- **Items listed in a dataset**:

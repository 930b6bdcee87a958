use crate::tools::process::resolve_executable;
use clap::Args;
use comfy_table::{presets::UTF8_FULL, Attribute, Cell, Color, Table};
use std::path::PathBuf;

#[derive(Args, Debug)]
pub struct CheckToolsArgs {
    /// Configuration file
    #[arg(short = 'c', long, env = "GIST_CONFIG")]
    pub config: Option<PathBuf>,
}

pub fn run(args: CheckToolsArgs) -> anyhow::Result<()> {
    let config = super::resolve_config(args.config.as_deref())?;
    let tools = &config.tools;

    let mut table = Table::new();
    table.load_preset(UTF8_FULL);
    table.set_header(vec![
        Cell::new("Tool").add_attribute(Attribute::Bold),
        Cell::new("Configured").add_attribute(Attribute::Bold),
        Cell::new("Resolved").add_attribute(Attribute::Bold),
    ]);

    let mut missing = 0;
    for (name, program) in [
        ("augur", &tools.augur),
        ("python", &tools.python),
        ("makeblastdb", &tools.makeblastdb),
        ("blastn", &tools.blastn),
    ] {
        let resolved = match resolve_executable(program) {
            Ok(path) => Cell::new(path.display().to_string()).fg(Color::Green),
            Err(_) => {
                missing += 1;
                Cell::new("not found").fg(Color::Red)
            }
        };
        table.add_row(vec![Cell::new(name), Cell::new(program), resolved]);
    }

    let scripts = match &tools.ncov_dir {
        Some(dir) if dir.join("scripts").join("sanitize_metadata.py").is_file() => {
            Cell::new(dir.join("scripts").display().to_string()).fg(Color::Green)
        }
        Some(_) => Cell::new("scripts missing").fg(Color::Red),
        None => Cell::new("not configured"),
    };
    table.add_row(vec![
        Cell::new("ncov scripts"),
        Cell::new(
            tools
                .ncov_dir
                .as_ref()
                .map(|d| d.display().to_string())
                .unwrap_or_default(),
        ),
        scripts,
    ]);

    println!("\nExternal Tools");
    println!("{}", table);
    if missing > 0 {
        println!(
            "\n{} tool(s) could not be resolved; set their paths in the [tools] config section",
            missing
        );
    }
    Ok(())
}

- **TASK DESCRIPTION**:
Copy every record exactly, leaving each line intact.

- **RESPONSE AREA**:
repository 930b6bdcee87a958
use crate::tools::process::resolve_executable;
use clap::Args;
use comfy_table::{presets::UTF8_FULL, Attribute, Cell, Color, Table};
use std::path::PathBuf;

#[derive(Args, Debug)]
pub struct CheckToolsArgs {
    /// Configuration file
    #[arg(short = 'c', long, env = "GIST_CONFIG")]
    pub config: Option<PathBuf>,
}

pub fn run(args: CheckToolsArgs) -> anyhow::Result<()> {
    let config = super::resolve_config(args.config.as_deref())?;
    let tools = &config.tools;

    let mut table = Table::new();
    table.load_preset(UTF8_FULL);
    table.set_header(vec![
        Cell::new("Tool").add_attribute(Attribute::Bold),
        Cell::new("Configured").add_attribute(Attribute::Bold),
        Cell::new("Resolved").add_attribute(Attribute::Bold),
    ]);

    let mut missing = 0;
    for (name, program) in [
        ("augur", &tools.augur),
        ("python", &tools.python),
        ("makeblastdb", &tools.makeblastdb),
        ("blastn", &tools.blastn),
    ] {
        let resolved = match resolve_executable(program) {
            Ok(path) => Cell::new(path.display().to_string()).fg(Color::Green),
            Err(_) => {
                missing += 1;
                Cell::new("not found").fg(Color::Red)
            }
        };
        table.add_row(vec![Cell::new(name), Cell::new(program), resolved]);
    }

    let scripts = match &tools.ncov_dir {
        Some(dir) if dir.join("scripts").join("sanitize_metadata.py").is_file() => {
            Cell::new(dir.join("scripts").display().to_string()).fg(Color::Green)
        }
        Some(_) => Cell::new("scripts missing").fg(Color::Red),
        None => Cell::new("not configured"),
    };
    table.add_row(vec![
        Cell::new("ncov scripts"),
        Cell::new(
            tools
                .ncov_dir
                .as_ref()
                .map(|d| d.display().to_string())
                .unwrap_or_default(),
        ),
        scripts,
    ]);

    println!("\nExternal Tools");
    println!("{}", table);
    if missing > 0 {
        println!(
            "\n{} tool(s) could not be resolved; set their paths in the [tools] config section",
            missing
        );
    }
    Ok(())
}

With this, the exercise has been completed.